[Record extracts]

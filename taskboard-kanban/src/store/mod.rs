//! Document store abstraction
//!
//! Boards, users, tags and activity entries are JSON documents grouped into
//! collections. A document is read whole. Writes either create a document,
//! merge top-level fields into it, or delete it. There are no transactions:
//! two writers updating the same field race and the last one wins.

mod file;
mod memory;

pub use file::FileStore;
pub use memory::MemoryStore;

use async_trait::async_trait;
use serde::{de::DeserializeOwned, Serialize};
use serde_json::{Map, Value};
use std::fmt;
use thiserror::Error;

/// Top-level fields of a document
pub type Fields = Map<String, Value>;

pub type StoreResult<T> = std::result::Result<T, StoreError>;

/// Document collections
#[derive(Debug, Clone, Copy, PartialEq, Eq, Hash, PartialOrd, Ord)]
pub enum Collection {
    Boards,
    Users,
    Tags,
    Activity,
}

impl Collection {
    pub const ALL: [Collection; 4] = [Self::Boards, Self::Users, Self::Tags, Self::Activity];

    pub fn as_str(&self) -> &'static str {
        match self {
            Self::Boards => "boards",
            Self::Users => "users",
            Self::Tags => "tags",
            Self::Activity => "activity",
        }
    }
}

impl fmt::Display for Collection {
    fn fmt(&self, f: &mut fmt::Formatter<'_>) -> fmt::Result {
        f.write_str(self.as_str())
    }
}

/// Store-layer failures
#[derive(Debug, Error)]
pub enum StoreError {
    #[error("document {collection}/{id} does not exist")]
    Missing { collection: Collection, id: String },

    #[error("document {collection}/{id} already exists")]
    AlreadyExists { collection: Collection, id: String },

    #[error("invalid document id {id:?} in {collection}")]
    InvalidId { collection: Collection, id: String },

    #[error("document {collection}/{id} is not a JSON object")]
    Malformed { collection: Collection, id: String },

    #[error("I/O error: {0}")]
    Io(#[from] std::io::Error),

    #[error("JSON error: {0}")]
    Json(#[from] serde_json::Error),
}

/// A stored document. The id lives beside the fields, not inside them.
#[derive(Debug, Clone, PartialEq)]
pub struct Document {
    pub id: String,
    pub fields: Fields,
}

impl Document {
    pub fn new(id: impl Into<String>, fields: Fields) -> Self {
        Self {
            id: id.into(),
            fields,
        }
    }

    /// Deserialize into a typed record, putting the id back in as `id`
    pub fn into_typed<T: DeserializeOwned>(self) -> serde_json::Result<T> {
        let mut fields = self.fields;
        fields.insert("id".to_string(), Value::String(self.id));
        serde_json::from_value(Value::Object(fields))
    }
}

/// Serialize a typed record into document fields, without its `id` and
/// without absent values
pub fn to_fields<T: Serialize>(record: &T) -> serde_json::Result<Fields> {
    let mut fields = match strip_absent(serde_json::to_value(record)?) {
        Value::Object(map) => map,
        other => {
            let mut map = Map::new();
            map.insert("value".to_string(), other);
            map
        }
    };
    fields.remove("id");
    Ok(fields)
}

/// Remove `null` members from every object, recursively. The store has no
/// notion of an absent value, so an absent value is simply not written.
pub fn strip_absent(value: Value) -> Value {
    match value {
        Value::Object(map) => Value::Object(
            map.into_iter()
                .filter(|(_, v)| !v.is_null())
                .map(|(k, v)| (k, strip_absent(v)))
                .collect(),
        ),
        Value::Array(items) => Value::Array(items.into_iter().map(strip_absent).collect()),
        other => other,
    }
}

/// Persistence seam between the engine and whatever holds the documents
#[async_trait]
pub trait DocumentStore: Send + Sync {
    /// Read a whole document
    async fn get(&self, collection: Collection, id: &str) -> StoreResult<Option<Document>>;

    /// Every document in a collection, sorted by id
    async fn list(&self, collection: Collection) -> StoreResult<Vec<Document>>;

    /// Create a document; fails if the id is taken
    async fn create(&self, collection: Collection, id: &str, fields: Fields) -> StoreResult<()>;

    /// Overwrite the named top-level fields, leaving the others alone
    async fn update(&self, collection: Collection, id: &str, fields: Fields) -> StoreResult<()>;

    /// Delete a document. Deleting a missing document is not an error.
    async fn delete(&self, collection: Collection, id: &str) -> StoreResult<()>;
}

#[cfg(test)]
mod tests {
    use super::*;
    use serde_json::json;

    #[test]
    fn test_strip_absent_recursive() {
        let value = json!({
            "a": null,
            "b": {"c": null, "d": 1},
            "e": [{"f": null, "g": 2}]
        });
        assert_eq!(
            strip_absent(value),
            json!({"b": {"d": 1}, "e": [{"g": 2}]})
        );
    }

    #[test]
    fn test_document_round_trip_keeps_id_outside_fields() {
        #[derive(Debug, PartialEq, serde::Serialize, serde::Deserialize)]
        struct Rec {
            id: String,
            name: String,
            note: Option<String>,
        }

        let rec = Rec {
            id: "r1".into(),
            name: "n".into(),
            note: None,
        };
        let fields = to_fields(&rec).unwrap();
        assert!(!fields.contains_key("id"));
        assert!(!fields.contains_key("note"));

        let back: Rec = Document::new("r1", fields).into_typed().unwrap();
        assert_eq!(back, rec);
    }
}
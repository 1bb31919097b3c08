//! Path-based navigation between the four screens.

use std::fmt;

use tracing::warn;

/// A navigable screen, addressed by a path string.
#[derive(Debug, Clone, Copy, PartialEq, Eq, Default)]
pub enum Route {
    #[default]
    Home,
    Login,
    Register,
    Dashboard,
}

impl Route {
    /// Parses a path into a route. Trailing slashes are tolerated.
    pub fn parse(path: &str) -> Option<Self> {
        let trimmed = path.trim();
        let trimmed = if trimmed.len() > 1 {
            trimmed.trim_end_matches('/')
        } else {
            trimmed
        };
        match trimmed {
            "/" | "" => Some(Route::Home),
            "/login" => Some(Route::Login),
            "/register" => Some(Route::Register),
            "/dashboard" => Some(Route::Dashboard),
            _ => None,
        }
    }

    /// Parses a path, falling back to the home screen for anything unknown.
    pub fn parse_or_home(path: &str) -> Self {
        Route::parse(path).unwrap_or_else(|| {
            warn!(path, "unknown route; falling back to home");
            Route::Home
        })
    }

    /// The canonical path for this route.
    pub fn path(&self) -> &'static str {
        match self {
            Route::Home => "/",
            Route::Login => "/login",
            Route::Register => "/register",
            Route::Dashboard => "/dashboard",
        }
    }

    /// Screen title shown in the frame border.
    pub fn title(&self) -> &'static str {
        match self {
            Route::Home => "Coursedeck",
            Route::Login => "Sign in",
            Route::Register => "Create account",
            Route::Dashboard => "Dashboard",
        }
    }
}

impl fmt::Display for Route {
    fn fmt(&self, f: &mut fmt::Formatter<'_>) -> fmt::Result {
        write!(f, "{}", self.path())
    }
}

[/Record extracts]

» **Task objective**:
Looking at the data above, show all lines where the word "back" occurs.

» **Output for this exercise**:
    /// Deserialize into a typed record, putting the id back in as `id`
        let back: Rec = Document::new("r1", fields).into_typed().unwrap();
        assert_eq!(back, rec);
    /// Parses a path, falling back to the home screen for anything unknown.
            warn!(path, "unknown route; falling back to home");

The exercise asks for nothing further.